What Is Trivia?

In my town one of the annual fund raising nights is a trivia night. In the dictionary trivia is defined as unimportant matters. Each of us accumulates a store of trivia as we go about our lives. Is it all unimportant?
One of the things I include in “The City Water Project” is trivia about water. I don’t find all of it unimportant.
Unsafe water kills 200 children an hour around the world.
About 80% of illness in the developing countries is related to water.
In the U.S. 36 states expect water shortages in the near future.
No scientific study supports drinking 8 glasses of water a day. In fact, drinking too much water can kill you as surely as not drinking enough.
As much as 50% of municipal water is lost through leaky pipes.
A leaky faucet dropping one drop per second wastes 3000 gallons of water in a year.
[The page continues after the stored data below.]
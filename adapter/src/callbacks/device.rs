// Copyright 2025 Jonas Kruckenberg
//
// Licensed under the Apache License, Version 2.0, <LICENSE-APACHE or
// http://apache.org/licenses/LICENSE-2.0> or the MIT license <LICENSE-MIT or
// http://opensource.org/licenses/MIT>, at your option. This file may not be
// copied, modified, or distributed except according to those terms.

//! Device callbacks. Offload measurement is out of scope; only the
//! initialization of a device is logged.

use crate::mgmt::Adapter;
use crate::thread::{self, InMeasurement};

impl Adapter {
    /// `ompt_callback_device_initialize`.
    pub fn device_initialize(&self, device_num: i32, device_type: &str) {
        let _guard = InMeasurement::enter();
        tracing::debug!(
            atid = thread::adapter_tid(),
            device_num,
            device_type,
            "device initialize"
        );
    }
}
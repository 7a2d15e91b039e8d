// Copyright 2025 Jonas Kruckenberg
//
// Licensed under the Apache License, Version 2.0, <LICENSE-APACHE or
// http://apache.org/licenses/LICENSE-2.0> or the MIT license <LICENSE-MIT or
// http://opensource.org/licenses/MIT>, at your option. This file may not be
// copied, modified, or distributed except according to those terms.

use crate::loom::{AtomicBool, Ordering};

/// Bounded busy-wait for the adapter's short critical regions.
///
/// Tool callbacks run on runtime-owned threads that must never park, so
/// every wait in the adapter is a spin. The regions guarded here are a few
/// stores long (a task-slot exchange, an overdue drain writing two exits, a
/// refcount publication), so the wait starts with a handful of pause
/// instructions and doubles per round, capped well below anything that
/// would deserve a syscall.
#[derive(Debug)]
pub struct SpinWait {
    spins: u32,
}

// === impl SpinWait ===

impl SpinWait {
    /// Pause instructions issued by the longest round.
    const MAX_SPINS: u32 = 1 << 8;

    #[must_use]
    pub const fn new() -> Self {
        Self { spins: 1 }
    }

    /// Burns one round of pause instructions; each round is twice as long
    /// as the previous one, up to [`Self::MAX_SPINS`].
    #[inline]
    pub fn spin(&mut self) {
        for _ in 0..self.spins {
            // loom (and the test scheduler) only make progress while the
            // spinning thread yields control back to them.
            #[cfg(any(test, loom))]
            crate::loom::thread::yield_now();

            core::hint::spin_loop();
        }
        if self.spins < Self::MAX_SPINS {
            self.spins *= 2;
        }
    }
}

impl Default for SpinWait {
    fn default() -> Self {
        Self::new()
    }
}

/// A bare spin lock without a guard.
///
/// Unlike [`Mutex`], ownership of the lock is a protocol property rather than
/// a lexical one: `lock` and `unlock` are separate calls and may happen on
/// different threads. The adapter uses this for critical regions that span
/// several runtime callbacks (a lock acquired in `mutex-acquired` is released
/// in `mutex-released`, possibly after the task migrated) and for the
/// per-location order lock of the overdue-event protocol.
///
/// `unlock` is consequently `unsafe`: the caller asserts that the lock is
/// held by the protocol step it is completing.
///
/// [`Mutex`]: crate::Mutex
#[derive(Debug)]
pub struct RawMutex {
    locked: AtomicBool,
}

// === impl RawMutex ===

impl RawMutex {
    crate::loom_const_fn! {
        /// Returns a new, unlocked mutex.
        #[must_use]
        pub const fn new() -> RawMutex {
            RawMutex {
                locked: AtomicBool::new(false),
            }
        }
    }

    /// Acquires the lock, spinning until it becomes available.
    #[inline]
    pub fn lock(&self) {
        let mut wait = SpinWait::new();
        while self
            .locked
            .compare_exchange(false, true, Ordering::Acquire, Ordering::Relaxed)
            .is_err()
        {
            while self.is_locked() {
                wait.spin();
            }
        }
    }

    /// Attempts to acquire the lock without spinning.
    ///
    /// Returns `true` if the lock was acquired.
    #[inline]
    #[must_use]
    pub fn try_lock(&self) -> bool {
        self.locked
            .compare_exchange_weak(false, true, Ordering::Acquire, Ordering::Relaxed)
            .is_ok()
    }

    /// Checks whether the mutex is currently locked.
    #[inline]
    pub fn is_locked(&self) -> bool {
        self.locked.load(Ordering::Relaxed)
    }

    /// Spins until the lock is observed unlocked, without acquiring it.
    ///
    /// Pairs with a holder that publishes its writes before `unlock`; the
    /// acquire load here makes those writes visible to the waiter.
    #[inline]
    pub fn wait(&self) {
        let mut wait = SpinWait::new();
        while self.locked.load(Ordering::Acquire) {
            wait.spin();
        }
    }

    /// Releases the lock.
    ///
    /// # Safety
    ///
    /// The lock must be held, by this thread or by a protocol step this
    /// thread is completing on another thread's behalf. Unlocking a mutex
    /// that is not locked breaks mutual exclusion for all other users.
    #[inline]
    pub unsafe fn unlock(&self) {
        self.locked.store(false, Ordering::Release);
    }
}

impl Default for RawMutex {
    #[inline]
    fn default() -> RawMutex {
        RawMutex::new()
    }
}

// Safety: the lock state is a single atomic; all data protection is the
// caller's protocol.
unsafe impl Send for RawMutex {}
// Safety: see above.
unsafe impl Sync for RawMutex {}

// Safety: `RawMutex::lock`/`unlock` provide the acquire/release pairing
// `lock_api` requires; INIT is the unlocked state.
#[cfg(not(loom))]
unsafe impl lock_api::RawMutex for RawMutex {
    #[allow(clippy::declare_interior_mutable_const, reason = "lock_api API")]
    const INIT: RawMutex = RawMutex {
        locked: AtomicBool::new(false),
    };

    type GuardMarker = lock_api::GuardSend;

    #[inline]
    fn lock(&self) {
        RawMutex::lock(self);
    }

    #[inline]
    fn try_lock(&self) -> bool {
        RawMutex::try_lock(self)
    }

    #[inline]
    unsafe fn unlock(&self) {
        // Safety: lock_api guarantees the guard held the lock.
        unsafe { RawMutex::unlock(self) }
    }

    #[inline]
    fn is_locked(&self) -> bool {
        RawMutex::is_locked(self)
    }
}
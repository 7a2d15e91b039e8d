// Copyright 2025 Jonas Kruckenberg
//
// Licensed under the Apache License, Version 2.0, <LICENSE-APACHE or
// http://apache.org/licenses/LICENSE-2.0> or the MIT license <LICENSE-MIT or
// http://opensource.org/licenses/MIT>, at your option. This file may not be
// copied, modified, or distributed except according to those terms.

//! Adapter lifecycle: process-wide state, the measurement gate and the
//! subsystem protocol.
//!
//! The OpenMP specification only allows registering callbacks from the
//! tool's initializer, which runs long before measurement begins and cannot
//! be undone at measurement end. Events must therefore be filtered by the
//! [`record_events`] gate instead: callbacks arriving before subsystem-begin
//! or after subsystem-end are discarded. Subsystem-end flips
//! [`finalizing_tool`] and asks the runtime to deliver all outstanding
//! events synchronously before the gate closes.
//!
//! [`record_events`]: Adapter::record_events
//! [`finalizing_tool`]: Adapter::finalizing_tool

use crate::encoding::WordLayout;
use crate::macros::{bug, bug_on};
use crate::mutex::MutexRegistry;
use crate::parallel::{Parallel, ParallelPool};
use crate::regions::Regions;
use crate::substrate::{Location, ParameterHandle, RegionHandle, Substrate};
use crate::sys::OmptData;
use crate::task::Task;
use core::fmt;
use core::num::NonZeroUsize;
use core::sync::atomic::{AtomicBool, AtomicPtr, AtomicU32, AtomicUsize, Ordering};
use omptrace_spin::RawMutex;
use std::sync::{Arc, OnceLock};

/// Task information obtained from the runtime's `ompt_get_task_info` entry
/// point at ancestor level 0.
pub struct TaskInfo {
    /// The current task's `task_data` slot.
    pub task_data: *mut OmptData,
    /// The calling thread's number within its team.
    pub thread_num: u32,
}

/// Runtime entry points looked up during tool initialization.
pub struct RuntimeEntryPoints {
    /// `ompt_get_task_info`; `None` signals the runtime had no task at the
    /// requested ancestor level.
    pub get_task_info: Box<dyn Fn(u32) -> Option<TaskInfo> + Send + Sync>,
    /// `ompt_finalize_tool`: delivers all outstanding events synchronously.
    pub finalize_tool: Box<dyn Fn() + Send + Sync>,
}

/// Error returned by the subsystem hooks.
#[derive(Debug, PartialEq, Eq)]
pub enum SubsystemError {
    /// A subsystem id was assigned twice.
    AlreadyRegistered,
}

impl fmt::Display for SubsystemError {
    fn fmt(&self, f: &mut fmt::Formatter<'_>) -> fmt::Result {
        match self {
            Self::AlreadyRegistered => f.write_str("subsystem already registered"),
        }
    }
}

impl std::error::Error for SubsystemError {}

/// Process-wide adapter state.
///
/// One instance lives behind the C entry point for real measurements; tests
/// construct their own against a recording substrate.
pub struct Adapter {
    substrate: Arc<dyn Substrate>,

    subsystem_id: AtomicUsize,
    tool_initialized: AtomicBool,
    record_events: AtomicBool,
    finalizing_tool: AtomicBool,

    /// Source of adapter thread ids; the first thread gets 1.
    thread_counter: AtomicU32,

    /// Process-wide explicit-task word layout, fixed once the initial
    /// thread reports the substrate's definition-id width.
    word_layout: OnceLock<WordLayout>,
    /// Fallback/lock regions and the codeptr cache, built on the initial
    /// thread before any contention.
    regions: OnceLock<Regions>,
    pub(crate) mutexes: MutexRegistry,
    pub(crate) parallel_pool: ParallelPool,

    /// The initial thread's initial task, set at its first
    /// implicit-task-begin. Null doubles as "not yet initialized".
    pub(crate) initial_task: AtomicPtr<Task>,
    /// The implicit parallel region surrounding the whole program.
    pub(crate) implicit_parallel: AtomicPtr<Parallel>,
    /// First non-league parallel-begin runs in serial context and registers
    /// the encountering task on the initial location.
    pub(crate) first_parallel_encountered: AtomicBool,

    runtime: OnceLock<RuntimeEntryPoints>,
    loop_schedule_parameter: OnceLock<ParameterHandle>,

    /// Serializes per-team cleanup when the runtime delivers leftover events
    /// from `finalize_tool` on arbitrary threads.
    pub(crate) finalize_team_cleanup: RawMutex,
}

// === impl Adapter ===

impl Adapter {
    pub fn new(substrate: Arc<dyn Substrate>) -> Self {
        Self {
            substrate,
            subsystem_id: AtomicUsize::new(usize::MAX),
            tool_initialized: AtomicBool::new(false),
            record_events: AtomicBool::new(false),
            finalizing_tool: AtomicBool::new(false),
            thread_counter: AtomicU32::new(0),
            word_layout: OnceLock::new(),
            regions: OnceLock::new(),
            mutexes: MutexRegistry::new(),
            parallel_pool: ParallelPool::new(),
            initial_task: AtomicPtr::new(core::ptr::null_mut()),
            implicit_parallel: AtomicPtr::new(core::ptr::null_mut()),
            first_parallel_encountered: AtomicBool::new(false),
            runtime: OnceLock::new(),
            loop_schedule_parameter: OnceLock::new(),
            finalize_team_cleanup: RawMutex::new(),
        }
    }

    // --- tool lifecycle ---

    /// The tool initializer: stores the runtime entry points looked up via
    /// the runtime's lookup function and registers auxiliary definitions.
    /// Callback registration itself happens in the FFI layer.
    pub fn initialize_tool(&self, runtime: RuntimeEntryPoints) {
        if self.runtime.set(runtime).is_err() {
            bug!("tool initialized twice");
        }
        let _ = self
            .loop_schedule_parameter
            .set(self.substrate.new_parameter("schedule"));
        self.tool_initialized.store(true, Ordering::SeqCst);
        tracing::debug!("tool initialized");
    }

    pub fn tool_initialized(&self) -> bool {
        self.tool_initialized.load(Ordering::SeqCst)
    }

    // --- gates ---

    /// Whether events are currently forwarded to the substrate. False
    /// before subsystem-begin and after subsystem-end (except for events
    /// triggered from inside subsystem-end's `finalize_tool`).
    #[inline]
    pub fn record_events(&self) -> bool {
        self.record_events.load(Ordering::Relaxed)
    }

    /// Whether subsystem-end is currently draining leftover runtime events.
    #[inline]
    pub(crate) fn finalizing_tool(&self) -> bool {
        self.finalizing_tool.load(Ordering::Relaxed)
    }

    // --- subsystem protocol ---

    /// Stores the subsystem id assigned by the measurement core.
    pub fn subsystem_register(&self, id: usize) -> Result<(), SubsystemError> {
        if self
            .subsystem_id
            .compare_exchange(usize::MAX, id, Ordering::SeqCst, Ordering::SeqCst)
            .is_err()
        {
            return Err(SubsystemError::AlreadyRegistered);
        }
        tracing::debug!(id, "subsystem registered");
        Ok(())
    }

    /// Registers the paradigm and its team communicator template, and hooks
    /// the codeptr cache's unload notification into the address resolver.
    pub fn subsystem_init(&self) -> Result<(), SubsystemError> {
        tracing::debug!("register paradigm");
        self.substrate
            .register_paradigm("OpenMP", "Thread team ${id}");
        // The codeptr cache keeps shared-object addresses past dlclose;
        // unloads are only worth a warning.
        self.substrate
            .register_dlclose_callback(Box::new(crate::regions::dlclose_notification));
        Ok(())
    }

    /// Opens the measurement gate.
    pub fn subsystem_begin(&self) -> Result<(), SubsystemError> {
        tracing::debug!("start recording events");
        self.record_events.store(true, Ordering::SeqCst);
        Ok(())
    }

    /// Asks the runtime to flush outstanding events, then closes the gate.
    pub fn subsystem_end(&self) {
        if !self.tool_initialized() {
            tracing::debug!("tool wasn't initialized");
            return;
        }
        tracing::debug!("finalizing tool, might trigger overdue events");
        self.finalizing_tool.store(true, Ordering::SeqCst);
        (self.runtime().finalize_tool)();

        // Ignore subsequent events.
        self.record_events.store(false, Ordering::SeqCst);
        tracing::debug!("stop recording events");
    }

    /// Attaches the per-location adapter block to a new CPU location.
    pub fn subsystem_init_location(&self, location: &Location) -> Result<(), SubsystemError> {
        tracing::debug!(location = location.id(), "init location");
        let _ = location.subsystem_data();
        Ok(())
    }

    // --- shared state accessors ---

    pub(crate) fn substrate(&self) -> &dyn Substrate {
        &*self.substrate
    }

    pub(crate) fn runtime(&self) -> &RuntimeEntryPoints {
        let Some(runtime) = self.runtime.get() else {
            bug!("runtime entry points used before tool initialization");
        };
        runtime
    }

    pub(crate) fn regions(&self) -> &Regions {
        self.regions.get_or_init(|| Regions::new(&*self.substrate))
    }

    /// Initializes the process-wide explicit-task word layout; initial
    /// thread only.
    pub(crate) fn init_word_layout(&self) {
        let nbits = self.substrate.region_id_bit_width();
        let _ = self.word_layout.set(WordLayout::new(nbits));
    }

    pub(crate) fn word_layout(&self) -> &WordLayout {
        let Some(layout) = self.word_layout.get() else {
            bug!("explicit-task word layout used before the initial thread began");
        };
        layout
    }

    pub(crate) fn next_adapter_tid(&self) -> u32 {
        self.thread_counter.fetch_add(1, Ordering::SeqCst) + 1
    }

    pub(crate) fn loop_schedule_parameter(&self) -> Option<ParameterHandle> {
        self.loop_schedule_parameter.get().copied()
    }

    // --- event emission helpers ---

    pub(crate) fn now(&self) -> u64 {
        self.substrate.clock_ticks()
    }

    pub(crate) fn current_location(&self) -> Arc<Location> {
        self.substrate.current_location()
    }

    pub(crate) fn get_region(
        &self,
        codeptr: Option<NonZeroUsize>,
        event: crate::regions::ToolEvent,
    ) -> RegionHandle {
        self.regions().get(&*self.substrate, codeptr, event)
    }

    pub(crate) fn lock_region(&self, event: crate::regions::LockEvent) -> RegionHandle {
        self.regions().lock_region(event)
    }

    /// Enter on the calling thread's location at the current time.
    pub(crate) fn enter(&self, region: RegionHandle) {
        let location = self.current_location();
        self.enter_at(&location, self.now(), region);
    }

    /// Exit on the calling thread's location at the current time.
    pub(crate) fn exit(&self, region: RegionHandle) {
        let location = self.current_location();
        self.exit_at(&location, self.now(), region);
    }

    pub(crate) fn enter_at(&self, location: &Location, timestamp: u64, region: RegionHandle) {
        self.substrate.enter_region(location, timestamp, region);
        location.note_timestamp(timestamp);
    }

    pub(crate) fn exit_at(&self, location: &Location, timestamp: u64, region: RegionHandle) {
        self.substrate.exit_region(location, timestamp, region);
        location.note_timestamp(timestamp);
    }

    // --- runtime introspection ---

    /// The task object of the callback's current task, via the runtime's
    /// `get_task_info` entry point.
    pub(crate) fn current_task(&self) -> *mut Task {
        let Some(info) = (self.runtime().get_task_info)(0) else {
            bug!("get_task_info reported no task at ancestor level 0");
        };
        bug_on!(info.task_data.is_null());
        // Safety: the runtime owns the slot and keeps it valid for the
        // duration of the callback.
        let task = unsafe { (*info.task_data).ptr() }.cast::<Task>();
        bug_on!(task.is_null());
        task
    }

    /// The calling thread's number within its team.
    pub(crate) fn current_thread_num(&self) -> u32 {
        let Some(info) = (self.runtime().get_task_info)(0) else {
            bug!("get_task_info reported no task at ancestor level 0");
        };
        info.thread_num
    }
}

impl fmt::Debug for Adapter {
    fn fmt(&self, f: &mut fmt::Formatter<'_>) -> fmt::Result {
        f.debug_struct("Adapter")
            .field("tool_initialized", &self.tool_initialized())
            .field("record_events", &self.record_events())
            .field("finalizing_tool", &self.finalizing_tool())
            .finish_non_exhaustive()
    }
}

#[cfg(test)]
mod tests {
    use super::*;
    use crate::substrate::recording::RecordingSubstrate;

    #[test]
    fn subsystem_gate_protocol() {
        let substrate = Arc::new(RecordingSubstrate::new());
        let adapter = Adapter::new(substrate.clone());
        assert!(!adapter.record_events());
        adapter.subsystem_register(3).unwrap();
        assert_eq!(
            adapter.subsystem_register(4),
            Err(SubsystemError::AlreadyRegistered)
        );
        adapter.subsystem_init().unwrap();
        assert_eq!(
            substrate.registered_paradigm(),
            Some(("OpenMP".to_owned(), "Thread team ${id}".to_owned()))
        );
        assert!(substrate.dlclose_callback_registered());
        adapter.subsystem_begin().unwrap();
        assert!(adapter.record_events());
        // Without an initialized tool, subsystem-end leaves the gate alone.
        adapter.subsystem_end();
        assert!(adapter.record_events());
    }

    #[test]
    fn subsystem_end_flushes_and_closes_gate() {
        let adapter = Adapter::new(Arc::new(RecordingSubstrate::new()));
        let flushed = Arc::new(AtomicBool::new(false));
        let flushed2 = Arc::clone(&flushed);
        adapter.initialize_tool(RuntimeEntryPoints {
            get_task_info: Box::new(|_| None),
            finalize_tool: Box::new(move || flushed2.store(true, Ordering::SeqCst)),
        });
        adapter.subsystem_begin().unwrap();
        adapter.subsystem_end();
        assert!(flushed.load(Ordering::SeqCst));
        assert!(!adapter.record_events());
    }
}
There is a store of interesting, but what might be considered unimportant details as well.
The first municipal water system was in Paisley, Scotland in 1832. The U.S. now has over 161,000 public water systems.
Chlorine was first used to disinfect drinking water in 1908.
A gallon of water weighs 8.33 pounds. It expands 9% when it freezes.
Why do we find trivia fascinating? I’m not sure. Perhaps it’s because we are curious and these are curious facts. We accumulate trivia to occupy ourselves, to have something interesting to say talking to other people. Perhaps trivia is a way to mask our uneasiness talking to other people in a social setting.
Why do I include trivia in a science book? Perhaps it started as a way to fill out pages where the puzzles or investigations ended part way down the page. Then I found trivia could be a way to encourage children to think about the subject and its implications to their world.
And that is the purpose of my little science book for 9 to 14 year olds. Yes, the range is large as most of the investigations, activities and puzzles are adaptable for a range of ages. No, it isn’t tied to any artificial educational standards except mine.
What is my purpose? To give children facts both by doing and by reading about a subject and encouraging them to think about, adapt and use those facts. Science doesn’t live in a text book. It lives in the real world.
And, like it or not, our world depends on science more now than ever.